◆ Action item
When you reach the line containing "Command-line front end" in the records below, start copying exactly, and stop once you have copied the line containing "let mut args: Vec<String>".

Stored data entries
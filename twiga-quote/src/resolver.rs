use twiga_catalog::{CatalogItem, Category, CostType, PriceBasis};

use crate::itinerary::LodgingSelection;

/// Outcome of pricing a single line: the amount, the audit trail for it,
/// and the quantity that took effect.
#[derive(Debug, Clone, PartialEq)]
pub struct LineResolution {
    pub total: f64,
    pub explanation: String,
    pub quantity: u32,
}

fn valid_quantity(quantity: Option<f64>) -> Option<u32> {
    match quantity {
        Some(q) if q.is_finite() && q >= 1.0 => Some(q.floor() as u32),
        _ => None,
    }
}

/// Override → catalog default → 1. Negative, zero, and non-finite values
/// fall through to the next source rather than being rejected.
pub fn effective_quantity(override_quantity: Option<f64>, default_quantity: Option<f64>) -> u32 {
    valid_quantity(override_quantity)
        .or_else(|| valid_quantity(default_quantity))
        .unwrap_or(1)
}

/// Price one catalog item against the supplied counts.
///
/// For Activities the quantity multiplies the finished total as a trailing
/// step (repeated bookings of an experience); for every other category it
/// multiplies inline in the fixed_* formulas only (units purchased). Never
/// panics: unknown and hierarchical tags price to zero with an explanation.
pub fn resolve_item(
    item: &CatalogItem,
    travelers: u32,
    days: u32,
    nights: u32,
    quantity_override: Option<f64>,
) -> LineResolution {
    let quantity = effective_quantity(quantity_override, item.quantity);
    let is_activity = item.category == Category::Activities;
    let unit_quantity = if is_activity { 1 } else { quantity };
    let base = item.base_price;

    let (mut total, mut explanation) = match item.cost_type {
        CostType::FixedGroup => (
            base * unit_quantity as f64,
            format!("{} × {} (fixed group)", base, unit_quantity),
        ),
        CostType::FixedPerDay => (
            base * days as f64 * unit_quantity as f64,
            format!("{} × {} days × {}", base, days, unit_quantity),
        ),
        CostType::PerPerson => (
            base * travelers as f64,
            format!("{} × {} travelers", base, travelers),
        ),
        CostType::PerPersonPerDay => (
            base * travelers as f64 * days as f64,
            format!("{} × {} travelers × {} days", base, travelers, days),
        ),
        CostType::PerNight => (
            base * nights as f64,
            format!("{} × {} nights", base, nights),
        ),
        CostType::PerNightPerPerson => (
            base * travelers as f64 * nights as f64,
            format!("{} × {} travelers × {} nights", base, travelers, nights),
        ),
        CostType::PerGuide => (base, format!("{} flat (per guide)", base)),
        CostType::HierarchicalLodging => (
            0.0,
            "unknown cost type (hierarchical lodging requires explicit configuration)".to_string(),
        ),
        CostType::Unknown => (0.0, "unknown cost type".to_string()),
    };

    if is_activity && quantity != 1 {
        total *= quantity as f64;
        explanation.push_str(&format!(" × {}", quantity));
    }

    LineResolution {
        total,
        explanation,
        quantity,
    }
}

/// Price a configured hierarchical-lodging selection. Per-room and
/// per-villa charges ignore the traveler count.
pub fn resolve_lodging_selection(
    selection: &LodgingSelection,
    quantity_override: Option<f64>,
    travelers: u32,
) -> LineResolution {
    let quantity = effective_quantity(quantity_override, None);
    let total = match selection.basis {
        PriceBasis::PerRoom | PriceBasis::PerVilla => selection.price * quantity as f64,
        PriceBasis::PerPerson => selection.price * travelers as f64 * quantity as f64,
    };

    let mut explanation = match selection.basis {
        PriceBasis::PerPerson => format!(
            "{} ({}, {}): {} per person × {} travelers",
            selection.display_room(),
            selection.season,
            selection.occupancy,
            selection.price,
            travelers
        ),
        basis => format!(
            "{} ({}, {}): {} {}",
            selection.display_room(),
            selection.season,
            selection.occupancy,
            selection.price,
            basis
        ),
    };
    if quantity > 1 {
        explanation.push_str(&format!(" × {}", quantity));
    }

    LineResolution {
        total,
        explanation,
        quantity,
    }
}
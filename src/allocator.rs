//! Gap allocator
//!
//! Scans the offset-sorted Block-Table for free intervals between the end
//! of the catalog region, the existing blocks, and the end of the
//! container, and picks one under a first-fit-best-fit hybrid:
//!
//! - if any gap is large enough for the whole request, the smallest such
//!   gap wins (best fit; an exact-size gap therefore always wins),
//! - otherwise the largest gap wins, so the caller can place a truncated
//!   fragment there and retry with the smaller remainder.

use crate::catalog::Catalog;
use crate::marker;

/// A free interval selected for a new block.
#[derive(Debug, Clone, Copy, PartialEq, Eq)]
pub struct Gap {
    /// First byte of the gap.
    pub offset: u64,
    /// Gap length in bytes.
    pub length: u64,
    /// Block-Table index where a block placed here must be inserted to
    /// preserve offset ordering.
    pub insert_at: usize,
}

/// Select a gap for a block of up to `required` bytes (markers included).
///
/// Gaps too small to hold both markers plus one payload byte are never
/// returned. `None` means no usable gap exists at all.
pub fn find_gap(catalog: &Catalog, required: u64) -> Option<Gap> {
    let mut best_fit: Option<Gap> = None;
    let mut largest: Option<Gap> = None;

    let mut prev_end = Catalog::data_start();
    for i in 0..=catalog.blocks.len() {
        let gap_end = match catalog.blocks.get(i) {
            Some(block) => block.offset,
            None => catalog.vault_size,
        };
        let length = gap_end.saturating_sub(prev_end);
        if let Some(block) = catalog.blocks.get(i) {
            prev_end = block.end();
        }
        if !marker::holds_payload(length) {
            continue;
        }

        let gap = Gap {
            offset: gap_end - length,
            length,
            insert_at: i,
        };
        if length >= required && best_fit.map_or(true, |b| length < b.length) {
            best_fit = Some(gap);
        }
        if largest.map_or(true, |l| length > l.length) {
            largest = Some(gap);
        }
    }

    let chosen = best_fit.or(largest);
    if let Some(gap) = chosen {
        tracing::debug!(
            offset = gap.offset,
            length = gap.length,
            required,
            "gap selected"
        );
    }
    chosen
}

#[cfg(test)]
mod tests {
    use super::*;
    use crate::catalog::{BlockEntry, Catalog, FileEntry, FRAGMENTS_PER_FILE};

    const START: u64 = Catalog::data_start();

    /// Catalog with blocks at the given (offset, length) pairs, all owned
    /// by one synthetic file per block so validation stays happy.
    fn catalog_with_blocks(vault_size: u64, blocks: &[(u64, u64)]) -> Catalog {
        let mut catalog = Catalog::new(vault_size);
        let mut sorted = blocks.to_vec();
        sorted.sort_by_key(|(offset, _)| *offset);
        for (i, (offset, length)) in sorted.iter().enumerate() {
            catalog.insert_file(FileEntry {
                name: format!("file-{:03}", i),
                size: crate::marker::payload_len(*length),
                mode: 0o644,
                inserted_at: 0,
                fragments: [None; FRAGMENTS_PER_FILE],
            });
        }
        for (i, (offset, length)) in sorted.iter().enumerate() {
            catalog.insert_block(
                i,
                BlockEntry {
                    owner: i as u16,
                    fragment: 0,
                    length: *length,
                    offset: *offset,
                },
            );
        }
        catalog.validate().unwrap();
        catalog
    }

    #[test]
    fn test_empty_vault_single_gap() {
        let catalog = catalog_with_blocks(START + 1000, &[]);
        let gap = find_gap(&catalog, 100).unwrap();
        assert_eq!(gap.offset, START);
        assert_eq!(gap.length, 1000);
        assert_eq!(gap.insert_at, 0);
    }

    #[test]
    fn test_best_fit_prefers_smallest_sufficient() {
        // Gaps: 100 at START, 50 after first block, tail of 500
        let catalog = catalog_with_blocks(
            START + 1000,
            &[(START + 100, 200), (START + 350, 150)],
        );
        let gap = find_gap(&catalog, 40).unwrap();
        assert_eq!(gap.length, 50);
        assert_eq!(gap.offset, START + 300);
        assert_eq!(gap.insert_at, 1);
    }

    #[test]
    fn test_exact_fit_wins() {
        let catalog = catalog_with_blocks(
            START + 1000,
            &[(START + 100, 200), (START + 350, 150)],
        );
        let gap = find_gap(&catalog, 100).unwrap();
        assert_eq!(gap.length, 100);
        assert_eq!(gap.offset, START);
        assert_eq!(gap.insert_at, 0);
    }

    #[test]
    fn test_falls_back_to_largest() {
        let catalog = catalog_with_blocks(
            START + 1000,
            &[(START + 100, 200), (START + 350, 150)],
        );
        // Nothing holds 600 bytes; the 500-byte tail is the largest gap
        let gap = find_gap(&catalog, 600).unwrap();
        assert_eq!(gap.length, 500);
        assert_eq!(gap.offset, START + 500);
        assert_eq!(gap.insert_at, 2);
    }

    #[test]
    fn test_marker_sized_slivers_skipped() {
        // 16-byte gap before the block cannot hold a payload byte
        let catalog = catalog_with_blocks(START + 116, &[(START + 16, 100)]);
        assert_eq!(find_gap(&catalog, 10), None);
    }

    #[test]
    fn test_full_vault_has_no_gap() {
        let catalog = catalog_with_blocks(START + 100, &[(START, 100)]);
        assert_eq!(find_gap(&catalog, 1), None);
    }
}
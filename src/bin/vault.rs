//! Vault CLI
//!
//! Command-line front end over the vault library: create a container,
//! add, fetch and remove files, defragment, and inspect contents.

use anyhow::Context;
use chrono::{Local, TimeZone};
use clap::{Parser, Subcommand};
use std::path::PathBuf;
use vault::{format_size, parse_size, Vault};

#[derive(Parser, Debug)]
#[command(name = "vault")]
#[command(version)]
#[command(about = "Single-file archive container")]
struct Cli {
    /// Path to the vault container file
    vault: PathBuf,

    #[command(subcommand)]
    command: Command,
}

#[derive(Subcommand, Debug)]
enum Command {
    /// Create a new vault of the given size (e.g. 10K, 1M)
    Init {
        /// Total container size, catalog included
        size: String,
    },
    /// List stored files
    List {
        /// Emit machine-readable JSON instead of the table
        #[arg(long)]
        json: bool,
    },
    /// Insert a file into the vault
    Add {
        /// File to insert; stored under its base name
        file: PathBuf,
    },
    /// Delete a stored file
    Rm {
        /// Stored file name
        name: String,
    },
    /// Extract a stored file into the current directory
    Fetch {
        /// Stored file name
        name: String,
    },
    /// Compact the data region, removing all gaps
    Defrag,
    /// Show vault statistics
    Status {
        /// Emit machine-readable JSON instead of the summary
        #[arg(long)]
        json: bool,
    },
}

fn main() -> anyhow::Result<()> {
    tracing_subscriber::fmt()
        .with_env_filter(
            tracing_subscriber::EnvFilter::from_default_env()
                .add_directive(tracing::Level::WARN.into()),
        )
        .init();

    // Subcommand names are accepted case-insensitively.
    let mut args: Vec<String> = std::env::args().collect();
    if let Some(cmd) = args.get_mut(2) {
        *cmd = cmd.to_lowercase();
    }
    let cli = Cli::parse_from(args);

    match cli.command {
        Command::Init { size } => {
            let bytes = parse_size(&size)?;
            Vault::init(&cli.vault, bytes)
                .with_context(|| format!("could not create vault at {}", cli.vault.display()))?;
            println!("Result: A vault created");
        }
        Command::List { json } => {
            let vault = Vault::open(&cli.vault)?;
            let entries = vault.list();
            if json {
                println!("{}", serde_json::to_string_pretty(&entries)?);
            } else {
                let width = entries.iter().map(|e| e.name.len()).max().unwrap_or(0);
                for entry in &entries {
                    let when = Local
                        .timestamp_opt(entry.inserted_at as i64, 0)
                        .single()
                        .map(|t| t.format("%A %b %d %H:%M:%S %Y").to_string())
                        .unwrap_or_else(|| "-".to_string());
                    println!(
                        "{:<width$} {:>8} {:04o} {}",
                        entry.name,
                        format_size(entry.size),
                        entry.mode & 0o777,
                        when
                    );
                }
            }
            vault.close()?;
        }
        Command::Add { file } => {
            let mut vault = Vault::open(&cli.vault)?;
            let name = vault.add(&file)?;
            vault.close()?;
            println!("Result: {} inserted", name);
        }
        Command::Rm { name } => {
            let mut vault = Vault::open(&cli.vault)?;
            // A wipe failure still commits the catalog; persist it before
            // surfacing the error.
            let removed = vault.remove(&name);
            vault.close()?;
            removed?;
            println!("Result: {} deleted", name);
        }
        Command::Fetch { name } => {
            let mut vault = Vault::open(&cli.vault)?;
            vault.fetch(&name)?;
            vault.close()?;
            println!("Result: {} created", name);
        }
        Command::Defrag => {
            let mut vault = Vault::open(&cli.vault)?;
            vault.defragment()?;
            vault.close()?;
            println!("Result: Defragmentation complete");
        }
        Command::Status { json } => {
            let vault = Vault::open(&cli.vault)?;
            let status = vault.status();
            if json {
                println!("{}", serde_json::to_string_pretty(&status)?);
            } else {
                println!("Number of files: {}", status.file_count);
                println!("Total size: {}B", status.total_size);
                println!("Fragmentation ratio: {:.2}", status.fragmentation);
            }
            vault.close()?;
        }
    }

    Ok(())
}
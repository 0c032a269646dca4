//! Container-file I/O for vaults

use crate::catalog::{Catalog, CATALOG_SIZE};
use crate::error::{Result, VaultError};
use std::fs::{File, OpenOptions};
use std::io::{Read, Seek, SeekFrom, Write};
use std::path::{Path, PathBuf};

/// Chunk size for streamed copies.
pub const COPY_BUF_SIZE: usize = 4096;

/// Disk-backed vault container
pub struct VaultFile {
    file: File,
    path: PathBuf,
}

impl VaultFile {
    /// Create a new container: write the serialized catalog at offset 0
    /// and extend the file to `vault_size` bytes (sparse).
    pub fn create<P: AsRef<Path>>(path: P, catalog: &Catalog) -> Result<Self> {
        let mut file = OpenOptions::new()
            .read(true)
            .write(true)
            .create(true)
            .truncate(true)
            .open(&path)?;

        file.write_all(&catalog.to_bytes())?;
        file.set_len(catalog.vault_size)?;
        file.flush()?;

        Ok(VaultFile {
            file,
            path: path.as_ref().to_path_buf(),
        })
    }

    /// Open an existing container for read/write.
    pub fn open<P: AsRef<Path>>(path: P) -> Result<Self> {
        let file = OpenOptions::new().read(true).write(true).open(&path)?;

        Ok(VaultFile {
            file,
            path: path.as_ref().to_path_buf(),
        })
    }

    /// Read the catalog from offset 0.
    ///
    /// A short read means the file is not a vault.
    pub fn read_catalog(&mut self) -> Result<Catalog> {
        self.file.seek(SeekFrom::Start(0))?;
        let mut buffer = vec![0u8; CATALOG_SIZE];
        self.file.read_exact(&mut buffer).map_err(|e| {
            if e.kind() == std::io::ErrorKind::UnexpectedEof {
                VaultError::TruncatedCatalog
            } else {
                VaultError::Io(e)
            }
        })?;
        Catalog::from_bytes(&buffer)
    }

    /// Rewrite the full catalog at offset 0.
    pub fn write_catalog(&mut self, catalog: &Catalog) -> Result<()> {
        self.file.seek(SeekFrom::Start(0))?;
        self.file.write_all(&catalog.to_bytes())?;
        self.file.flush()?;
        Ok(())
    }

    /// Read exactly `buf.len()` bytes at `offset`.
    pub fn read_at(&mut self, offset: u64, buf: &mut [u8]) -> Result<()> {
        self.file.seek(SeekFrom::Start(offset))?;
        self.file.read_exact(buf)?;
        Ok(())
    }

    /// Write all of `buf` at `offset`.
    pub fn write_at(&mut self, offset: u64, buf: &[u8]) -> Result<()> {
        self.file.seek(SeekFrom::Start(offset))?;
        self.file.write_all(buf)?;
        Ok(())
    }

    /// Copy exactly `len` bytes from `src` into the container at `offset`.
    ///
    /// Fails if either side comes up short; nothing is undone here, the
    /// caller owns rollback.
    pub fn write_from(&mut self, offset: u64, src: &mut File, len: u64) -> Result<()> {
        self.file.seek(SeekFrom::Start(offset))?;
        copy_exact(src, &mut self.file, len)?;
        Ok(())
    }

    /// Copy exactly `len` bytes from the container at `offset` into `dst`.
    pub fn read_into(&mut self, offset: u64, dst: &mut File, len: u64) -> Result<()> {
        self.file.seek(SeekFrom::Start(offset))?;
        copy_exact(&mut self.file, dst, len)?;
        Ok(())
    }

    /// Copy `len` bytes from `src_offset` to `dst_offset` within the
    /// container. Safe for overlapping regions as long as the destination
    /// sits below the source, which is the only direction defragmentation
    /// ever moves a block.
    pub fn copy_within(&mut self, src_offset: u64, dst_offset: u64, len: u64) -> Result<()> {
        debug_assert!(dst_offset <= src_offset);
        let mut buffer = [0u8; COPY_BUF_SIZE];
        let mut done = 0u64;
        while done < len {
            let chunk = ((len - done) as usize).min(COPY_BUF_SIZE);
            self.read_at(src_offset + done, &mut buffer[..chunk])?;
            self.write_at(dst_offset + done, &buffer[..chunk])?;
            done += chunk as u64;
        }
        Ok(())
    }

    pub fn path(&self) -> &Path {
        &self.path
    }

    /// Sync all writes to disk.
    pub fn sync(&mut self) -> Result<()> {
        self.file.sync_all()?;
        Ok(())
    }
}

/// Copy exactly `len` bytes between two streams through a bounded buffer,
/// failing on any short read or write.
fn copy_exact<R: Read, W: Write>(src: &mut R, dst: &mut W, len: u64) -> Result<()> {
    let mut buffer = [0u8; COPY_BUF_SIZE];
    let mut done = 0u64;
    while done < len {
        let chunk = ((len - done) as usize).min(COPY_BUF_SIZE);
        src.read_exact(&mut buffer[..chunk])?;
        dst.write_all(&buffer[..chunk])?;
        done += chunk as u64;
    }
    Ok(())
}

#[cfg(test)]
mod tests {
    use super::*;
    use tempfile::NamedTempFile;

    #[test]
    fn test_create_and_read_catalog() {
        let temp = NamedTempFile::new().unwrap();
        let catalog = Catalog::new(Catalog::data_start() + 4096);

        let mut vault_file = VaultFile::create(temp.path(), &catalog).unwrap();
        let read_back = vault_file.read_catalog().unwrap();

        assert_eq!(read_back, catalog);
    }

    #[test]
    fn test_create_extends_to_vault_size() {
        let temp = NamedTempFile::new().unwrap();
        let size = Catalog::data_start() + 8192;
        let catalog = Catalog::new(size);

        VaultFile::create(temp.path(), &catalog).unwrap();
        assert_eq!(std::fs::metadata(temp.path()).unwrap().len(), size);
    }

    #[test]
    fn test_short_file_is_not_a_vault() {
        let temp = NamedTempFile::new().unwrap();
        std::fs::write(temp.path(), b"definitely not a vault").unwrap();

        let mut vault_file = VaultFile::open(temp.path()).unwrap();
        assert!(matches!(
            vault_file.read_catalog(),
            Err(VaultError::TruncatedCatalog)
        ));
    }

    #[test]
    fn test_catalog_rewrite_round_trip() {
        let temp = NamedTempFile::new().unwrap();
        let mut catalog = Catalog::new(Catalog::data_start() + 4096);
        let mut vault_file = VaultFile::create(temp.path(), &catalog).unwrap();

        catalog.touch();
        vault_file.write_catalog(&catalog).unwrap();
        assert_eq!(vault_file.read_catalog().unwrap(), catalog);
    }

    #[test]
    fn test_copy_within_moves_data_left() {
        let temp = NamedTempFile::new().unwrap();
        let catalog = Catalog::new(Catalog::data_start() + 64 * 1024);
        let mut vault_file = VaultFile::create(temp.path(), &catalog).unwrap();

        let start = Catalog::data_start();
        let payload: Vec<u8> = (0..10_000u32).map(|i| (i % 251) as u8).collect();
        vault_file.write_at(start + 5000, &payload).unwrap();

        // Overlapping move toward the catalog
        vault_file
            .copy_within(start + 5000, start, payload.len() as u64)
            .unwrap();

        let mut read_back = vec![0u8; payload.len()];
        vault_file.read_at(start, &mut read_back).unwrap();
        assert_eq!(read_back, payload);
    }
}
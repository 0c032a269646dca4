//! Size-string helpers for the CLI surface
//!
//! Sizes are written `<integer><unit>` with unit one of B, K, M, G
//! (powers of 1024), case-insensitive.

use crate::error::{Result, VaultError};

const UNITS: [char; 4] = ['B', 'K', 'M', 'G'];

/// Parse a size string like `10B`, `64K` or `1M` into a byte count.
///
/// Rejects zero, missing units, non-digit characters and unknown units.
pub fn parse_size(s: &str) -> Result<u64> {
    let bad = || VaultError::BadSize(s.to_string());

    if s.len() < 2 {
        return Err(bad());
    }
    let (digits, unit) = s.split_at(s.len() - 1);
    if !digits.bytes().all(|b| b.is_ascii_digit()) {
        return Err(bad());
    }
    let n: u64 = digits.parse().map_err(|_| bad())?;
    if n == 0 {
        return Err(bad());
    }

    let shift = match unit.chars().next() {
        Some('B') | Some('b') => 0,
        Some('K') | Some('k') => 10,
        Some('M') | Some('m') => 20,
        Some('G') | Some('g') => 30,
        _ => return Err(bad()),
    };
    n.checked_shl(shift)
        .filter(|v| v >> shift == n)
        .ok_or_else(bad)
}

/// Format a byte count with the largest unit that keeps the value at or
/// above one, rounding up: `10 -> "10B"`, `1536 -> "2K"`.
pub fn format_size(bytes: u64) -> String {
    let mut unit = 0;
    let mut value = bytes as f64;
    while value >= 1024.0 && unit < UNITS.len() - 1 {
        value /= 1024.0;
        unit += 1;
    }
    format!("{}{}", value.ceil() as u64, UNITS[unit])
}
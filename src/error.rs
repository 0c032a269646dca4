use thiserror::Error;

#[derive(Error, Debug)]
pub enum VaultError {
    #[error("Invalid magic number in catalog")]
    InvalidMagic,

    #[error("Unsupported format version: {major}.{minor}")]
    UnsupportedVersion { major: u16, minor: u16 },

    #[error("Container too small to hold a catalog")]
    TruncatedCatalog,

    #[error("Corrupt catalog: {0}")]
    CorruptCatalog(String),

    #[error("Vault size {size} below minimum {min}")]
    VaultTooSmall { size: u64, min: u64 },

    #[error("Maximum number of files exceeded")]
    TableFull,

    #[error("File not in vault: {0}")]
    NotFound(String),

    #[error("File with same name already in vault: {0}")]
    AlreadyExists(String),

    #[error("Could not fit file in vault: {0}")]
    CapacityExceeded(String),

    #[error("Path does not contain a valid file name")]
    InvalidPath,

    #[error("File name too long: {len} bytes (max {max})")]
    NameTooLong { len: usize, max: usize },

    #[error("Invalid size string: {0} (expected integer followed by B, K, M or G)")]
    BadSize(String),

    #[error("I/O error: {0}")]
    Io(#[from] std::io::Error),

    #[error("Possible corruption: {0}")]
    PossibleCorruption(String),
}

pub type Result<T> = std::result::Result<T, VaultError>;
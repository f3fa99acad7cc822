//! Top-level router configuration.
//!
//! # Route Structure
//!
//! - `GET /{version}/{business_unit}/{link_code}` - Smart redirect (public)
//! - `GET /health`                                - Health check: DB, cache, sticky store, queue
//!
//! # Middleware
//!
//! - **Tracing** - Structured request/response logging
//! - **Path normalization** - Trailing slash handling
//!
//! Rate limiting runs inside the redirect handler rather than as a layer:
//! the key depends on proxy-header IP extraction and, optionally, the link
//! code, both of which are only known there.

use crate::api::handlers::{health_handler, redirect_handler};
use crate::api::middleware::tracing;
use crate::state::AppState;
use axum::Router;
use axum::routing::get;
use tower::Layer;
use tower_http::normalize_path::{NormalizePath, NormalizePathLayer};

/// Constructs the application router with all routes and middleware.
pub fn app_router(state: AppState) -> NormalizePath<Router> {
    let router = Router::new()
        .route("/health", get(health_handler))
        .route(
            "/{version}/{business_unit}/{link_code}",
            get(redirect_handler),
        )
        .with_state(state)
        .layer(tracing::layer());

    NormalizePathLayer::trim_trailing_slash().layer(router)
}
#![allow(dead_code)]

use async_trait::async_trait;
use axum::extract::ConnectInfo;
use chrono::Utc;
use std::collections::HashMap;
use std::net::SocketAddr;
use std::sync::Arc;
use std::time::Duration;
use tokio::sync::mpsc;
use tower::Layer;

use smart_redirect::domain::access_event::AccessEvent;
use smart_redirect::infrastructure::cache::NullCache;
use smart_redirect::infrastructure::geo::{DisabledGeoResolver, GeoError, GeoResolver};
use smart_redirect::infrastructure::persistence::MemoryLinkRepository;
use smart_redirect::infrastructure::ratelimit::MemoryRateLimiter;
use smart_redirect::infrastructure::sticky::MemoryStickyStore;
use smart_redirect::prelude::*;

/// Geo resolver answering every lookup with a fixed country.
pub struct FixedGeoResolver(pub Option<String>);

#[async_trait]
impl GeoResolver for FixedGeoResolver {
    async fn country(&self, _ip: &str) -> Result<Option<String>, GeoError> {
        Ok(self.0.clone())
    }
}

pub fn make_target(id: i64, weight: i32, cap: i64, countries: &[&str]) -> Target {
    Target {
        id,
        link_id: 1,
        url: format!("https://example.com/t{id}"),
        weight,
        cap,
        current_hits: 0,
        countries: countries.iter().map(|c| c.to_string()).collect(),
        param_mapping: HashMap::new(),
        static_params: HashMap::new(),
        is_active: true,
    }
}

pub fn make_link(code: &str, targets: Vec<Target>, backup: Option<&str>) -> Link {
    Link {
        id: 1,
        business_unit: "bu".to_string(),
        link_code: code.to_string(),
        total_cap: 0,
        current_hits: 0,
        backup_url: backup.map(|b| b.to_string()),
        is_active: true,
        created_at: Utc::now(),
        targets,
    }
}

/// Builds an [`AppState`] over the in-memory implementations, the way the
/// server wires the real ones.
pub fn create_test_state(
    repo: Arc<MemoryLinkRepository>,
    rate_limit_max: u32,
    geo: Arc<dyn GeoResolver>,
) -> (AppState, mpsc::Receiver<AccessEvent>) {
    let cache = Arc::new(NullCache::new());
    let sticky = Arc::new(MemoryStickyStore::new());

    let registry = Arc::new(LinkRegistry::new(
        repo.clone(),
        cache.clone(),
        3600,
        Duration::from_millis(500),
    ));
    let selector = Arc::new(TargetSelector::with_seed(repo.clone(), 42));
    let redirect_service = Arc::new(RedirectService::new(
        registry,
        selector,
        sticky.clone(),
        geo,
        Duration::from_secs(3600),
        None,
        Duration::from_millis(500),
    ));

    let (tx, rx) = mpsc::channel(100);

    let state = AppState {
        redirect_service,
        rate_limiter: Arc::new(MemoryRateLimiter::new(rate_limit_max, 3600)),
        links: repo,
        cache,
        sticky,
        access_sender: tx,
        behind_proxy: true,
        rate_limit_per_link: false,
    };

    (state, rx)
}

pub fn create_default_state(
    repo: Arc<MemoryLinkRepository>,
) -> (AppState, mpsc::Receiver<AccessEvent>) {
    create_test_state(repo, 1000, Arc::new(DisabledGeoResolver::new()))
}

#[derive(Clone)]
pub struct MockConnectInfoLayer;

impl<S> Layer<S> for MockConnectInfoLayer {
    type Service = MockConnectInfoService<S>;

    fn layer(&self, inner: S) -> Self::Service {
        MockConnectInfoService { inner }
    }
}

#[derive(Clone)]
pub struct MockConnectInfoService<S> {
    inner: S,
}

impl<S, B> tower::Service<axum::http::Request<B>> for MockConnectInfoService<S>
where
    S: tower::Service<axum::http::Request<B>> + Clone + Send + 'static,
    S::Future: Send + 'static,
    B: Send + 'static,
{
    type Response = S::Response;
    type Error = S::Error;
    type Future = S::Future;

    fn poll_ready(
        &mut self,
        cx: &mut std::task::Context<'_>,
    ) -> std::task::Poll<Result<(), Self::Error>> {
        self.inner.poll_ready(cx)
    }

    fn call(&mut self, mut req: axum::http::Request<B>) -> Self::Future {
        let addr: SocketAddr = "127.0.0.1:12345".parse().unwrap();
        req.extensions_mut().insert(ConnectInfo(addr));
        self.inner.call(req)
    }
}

◆ The answer
//! Command-line front end over the vault library: create a container,
//! add, fetch and remove files, defragment, and inspect contents.

use anyhow::Context;
use chrono::{Local, TimeZone};
use clap::{Parser, Subcommand};
use std::path::PathBuf;
use vault::{format_size, parse_size, Vault};

#[derive(Parser, Debug)]
#[command(name = "vault")]
#[command(version)]
#[command(about = "Single-file archive container")]
struct Cli {
    /// Path to the vault container file
    vault: PathBuf,

    #[command(subcommand)]
    command: Command,
}

#[derive(Subcommand, Debug)]
enum Command {
    /// Create a new vault of the given size (e.g. 10K, 1M)
    Init {
        /// Total container size, catalog included
        size: String,
    },
    /// List stored files
    List {
        /// Emit machine-readable JSON instead of the table
        #[arg(long)]
        json: bool,
    },
    /// Insert a file into the vault
    Add {
        /// File to insert; stored under its base name
        file: PathBuf,
    },
    /// Delete a stored file
    Rm {
        /// Stored file name
        name: String,
    },
    /// Extract a stored file into the current directory
    Fetch {
        /// Stored file name
        name: String,
    },
    /// Compact the data region, removing all gaps
    Defrag,
    /// Show vault statistics
    Status {
        /// Emit machine-readable JSON instead of the summary
        #[arg(long)]
        json: bool,
    },
}

fn main() -> anyhow::Result<()> {
    tracing_subscriber::fmt()
        .with_env_filter(
            tracing_subscriber::EnvFilter::from_default_env()
                .add_directive(tracing::Level::WARN.into()),
        )
        .init();

    // Subcommand names are accepted case-insensitively.
    let mut args: Vec<String> = std::env::args().collect();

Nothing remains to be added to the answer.